The transforming effects of the freeze are powerful. All changes to familiar places have similar effects; most obviously, snowfall, the climatic wedding dress that transforms the most lumpen girl into a blushing bride, can make Narnia of an industrial wasteland. The same happens less dramatically in the garden by moonlight, the river in heavy mist, even the daily light show of dawn and dusk. But freezing is particularly special, as the actual structure of the place changes from liquid to solid. What was inaccessible is now easily reached and, as with all these transformations, our moods are changed for as long as it lasts.
There is a party atmosphere that surrounds thefrozen lake. Perhaps we’re reminded of those far from apocryphal years in Eng-land’s mini-Ice Age in the 16th and 17th centuries, when the Thames froze in London and the city was en fête on its then major thoroughfare. The muddiest puddle when frozen is every small boy’s delight, for either the crackling snap of the thin ice or the dull hair fissures in the solid block.
The evolution of the skating day is its own story. Two or three days pass without any question of the freeze promising results, but on the fourth day, the possibility emerges. A still night with plummeting temperatures is desirable. Too much wind and the ripples can become fossilised into the congealing water, providing a less than glassy surface. Like the Red Army in St Petersburg waiting for ice thick enough to bear a sledge, then a lorry and, finally, and most welcome of all, a sheet so deep and strong that a force of relieving tanks could trundle to the rescue, we wait with bated breath for the all-important 3in that signals skating can begin.
The planning must be immediate, as that 24 hours may be all there will be before our treacherous island climate bats a doleful warm front across the country, spoiling the fun. Thus, the full use of this new free facility of inestimable value must be exercised. There’s family ice hockey, with pucks, skates and sticks dusted off and squeals of delight as a goal whisks past Father in wellingtons on the edge of the ice. Or skating by moonlight (surely the best of all) or skating at dusk while the bonfires glow around the edge of the lake, promising sausages and other treats for those who leave the ice or those, like me, for whom the ringside seat now offers quite enough excitement.
Then, there is the epilogue. Those first ripping cracks, indications that the end is nigh and the party over.
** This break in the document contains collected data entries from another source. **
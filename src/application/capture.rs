//! Capture tick engine
//!
//! Pure single-threaded recording loop logic, driven one tick at a time with
//! an explicit elapsed value. The driver owns the device stream and the
//! clock; this engine owns the buffer and the stop/warning decisions, which
//! makes the ordering rules testable without a microphone.

use std::time::Duration as StdDuration;

use crate::application::ports::CaptureError;
use crate::domain::recording::{AudioBuffer, Duration, Frame};

/// Why a recording stopped
#[derive(Debug, Clone, Copy, PartialEq, Eq)]
pub enum StopReason {
    /// The hard duration ceiling was reached
    MaxDuration,
    /// The user sent the stop signal (blank line / Enter)
    UserRequested,
}

/// Source of one capture chunk per read. Implementations own the device
/// stream; dropping the source releases the device.
pub trait ChunkSource {
    /// Read one chunk from the stream. Blocks for at most roughly one
    /// chunk's worth of audio time.
    fn read_chunk(&mut self) -> Result<Frame, CaptureError>;
}

/// Zero-timeout readiness check for the user stop signal
pub trait StopPoll {
    /// Whether a stop signal (blank line) is pending. Must not block.
    fn stop_requested(&mut self) -> bool;
}

/// Outcome of one tick
#[derive(Debug, Clone, Copy, PartialEq, Eq)]
pub struct TickOutcome {
    /// The warning threshold was crossed on this tick (fires at most once
    /// per recording)
    pub warned: bool,
    /// Set when the recording stopped on this tick; no chunk was read
    pub stopped: Option<StopReason>,
}

/// One recording's loop state: elapsed-time checks, the single warning, and
/// the append-only buffer.
pub struct CaptureEngine {
    max_duration: StdDuration,
    warning_time: StdDuration,
    warning_shown: bool,
    buffer: AudioBuffer,
}

impl CaptureEngine {
    /// Create an engine for one recording
    pub fn new(max_duration: Duration, warning_time: Duration) -> Self {
        Self {
            max_duration: max_duration.as_std(),
            warning_time: warning_time.as_std(),
            warning_shown: false,
            buffer: AudioBuffer::new(),
        }
    }

    /// Run one iteration of the capture loop.
    ///
    /// Check order is load-bearing: the forced stop at the ceiling is
    /// evaluated before the user-stop poll, so a ceiling hit wins over a
    /// stop signal arriving in the same iteration.
    pub fn tick<S, P>(
        &mut self,
        elapsed: StdDuration,
        source: &mut S,
        stop: &mut P,
    ) -> Result<TickOutcome, CaptureError>
    where
        S: ChunkSource,
        P: StopPoll,
    {
        if elapsed >= self.max_duration {
            return Ok(TickOutcome {
                warned: false,
                stopped: Some(StopReason::MaxDuration),
            });
        }

        let mut warned = false;
        if !self.warning_shown && self.max_duration - elapsed <= self.warning_time {
            self.warning_shown = true;
            warned = true;
        }

        if stop.stop_requested() {
            return Ok(TickOutcome {
                warned,
                stopped: Some(StopReason::UserRequested),
            });
        }

        let frame = source.read_chunk()?;
        self.buffer.push(frame);

        Ok(TickOutcome {
            warned,
            stopped: None,
        })
    }

    /// Whether the warning has fired for this recording
    pub fn warning_shown(&self) -> bool {
        self.warning_shown
    }

    /// Number of frames captured so far
    pub fn frame_count(&self) -> usize {
        self.buffer.frame_count()
    }

    /// Freeze and take the buffer. A zero-frame buffer is a valid result.
    pub fn into_buffer(self) -> AudioBuffer {
        self.buffer
    }
}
Shrieking departure perhaps accompanied by depressingly soft rain destroying the ice from above. Friends in Norfolk abandoning the much-used broad as the thaw began fled with such haste that the pram containing their youngest daughter remained stranded and alone. So the husband was firmly sent across the cracking broad to rescue the carriage. Extraordinarily quickly, the ice goes and everyday normality returns, the magic melted with the ice.
Will this be a skating winter? I hope so; it seems to be a silver lining to global warming. All the old maxims of heavy crops of hawthorns meaning hard winters seem old hat now. I watched the flocks of fieldfares stripping bushes in Russia in early October that will now have fled the cold fronts and be heading for Scotland, then on to the rest of the country, perhaps even to Oxford. Back on Port Meadow, we want to see fearless men towing toboggans of squealing children across the ice or the effortlessly stylish former Olympic skater disappearing into the dusk alone in her element. I will make the fire and cook the sausages waiting for them to come back.